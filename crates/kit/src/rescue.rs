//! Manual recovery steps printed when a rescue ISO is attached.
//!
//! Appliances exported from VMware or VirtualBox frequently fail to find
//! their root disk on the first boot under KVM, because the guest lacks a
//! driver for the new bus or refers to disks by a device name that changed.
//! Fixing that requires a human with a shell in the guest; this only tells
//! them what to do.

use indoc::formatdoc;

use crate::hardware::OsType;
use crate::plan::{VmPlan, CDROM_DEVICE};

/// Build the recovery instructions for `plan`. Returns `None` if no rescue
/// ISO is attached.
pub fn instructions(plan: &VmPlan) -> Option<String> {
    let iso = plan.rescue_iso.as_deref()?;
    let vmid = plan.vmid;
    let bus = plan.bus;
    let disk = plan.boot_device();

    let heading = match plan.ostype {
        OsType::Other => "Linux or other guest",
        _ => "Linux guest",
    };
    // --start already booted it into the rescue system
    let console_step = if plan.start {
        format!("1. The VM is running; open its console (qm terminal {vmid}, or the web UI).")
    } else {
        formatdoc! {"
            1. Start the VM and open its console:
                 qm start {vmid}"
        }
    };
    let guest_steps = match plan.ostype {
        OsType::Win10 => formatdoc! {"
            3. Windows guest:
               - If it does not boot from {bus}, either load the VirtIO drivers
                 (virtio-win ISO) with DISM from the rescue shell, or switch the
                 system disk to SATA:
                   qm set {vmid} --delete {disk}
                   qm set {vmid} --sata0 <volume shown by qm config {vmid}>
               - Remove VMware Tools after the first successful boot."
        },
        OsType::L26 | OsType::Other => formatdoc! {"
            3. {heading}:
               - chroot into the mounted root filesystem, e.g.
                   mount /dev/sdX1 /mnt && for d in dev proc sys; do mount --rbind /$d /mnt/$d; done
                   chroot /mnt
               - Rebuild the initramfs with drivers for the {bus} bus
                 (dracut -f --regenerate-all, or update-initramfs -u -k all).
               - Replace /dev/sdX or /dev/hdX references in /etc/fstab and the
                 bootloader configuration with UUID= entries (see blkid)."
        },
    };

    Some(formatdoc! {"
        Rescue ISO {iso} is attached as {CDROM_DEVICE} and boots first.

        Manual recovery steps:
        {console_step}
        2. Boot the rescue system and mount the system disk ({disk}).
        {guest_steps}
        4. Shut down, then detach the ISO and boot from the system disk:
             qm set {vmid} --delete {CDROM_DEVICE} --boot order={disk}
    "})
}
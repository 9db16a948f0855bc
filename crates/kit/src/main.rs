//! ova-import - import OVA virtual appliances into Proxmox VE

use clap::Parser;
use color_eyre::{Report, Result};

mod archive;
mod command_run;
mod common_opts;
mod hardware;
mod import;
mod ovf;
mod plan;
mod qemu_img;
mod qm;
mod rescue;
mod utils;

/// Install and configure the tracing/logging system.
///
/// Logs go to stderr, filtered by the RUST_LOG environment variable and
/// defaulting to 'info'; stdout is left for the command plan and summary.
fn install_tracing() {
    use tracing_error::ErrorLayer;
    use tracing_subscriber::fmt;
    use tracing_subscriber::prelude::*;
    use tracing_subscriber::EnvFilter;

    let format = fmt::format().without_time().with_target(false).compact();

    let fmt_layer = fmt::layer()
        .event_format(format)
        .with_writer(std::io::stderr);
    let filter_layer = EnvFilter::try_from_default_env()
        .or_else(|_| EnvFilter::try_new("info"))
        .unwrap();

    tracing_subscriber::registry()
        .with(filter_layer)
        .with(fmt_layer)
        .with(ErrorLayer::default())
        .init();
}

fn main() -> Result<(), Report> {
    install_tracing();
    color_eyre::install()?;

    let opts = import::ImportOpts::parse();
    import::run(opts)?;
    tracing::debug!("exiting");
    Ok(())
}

### Work order
Your output should start at the line containing "use tracing_subscriber::prelude::*;" and stop at the last line of the material, copied exactly, with nothing else.

### Task answer
    use tracing_subscriber::prelude::*;
    use tracing_subscriber::EnvFilter;

    let format = fmt::format().without_time().with_target(false).compact();

    let fmt_layer = fmt::layer()
        .event_format(format)
        .with_writer(std::io::stderr);
    let filter_layer = EnvFilter::try_from_default_env()
        .or_else(|_| EnvFilter::try_new("info"))
        .unwrap();

    tracing_subscriber::registry()
        .with(filter_layer)
        .with(fmt_layer)
        .with(ErrorLayer::default())
        .init();
}

fn main() -> Result<(), Report> {
    install_tracing();
    color_eyre::install()?;

    let opts = import::ImportOpts::parse();
    import::run(opts)?;
    tracing::debug!("exiting");
    Ok(())
}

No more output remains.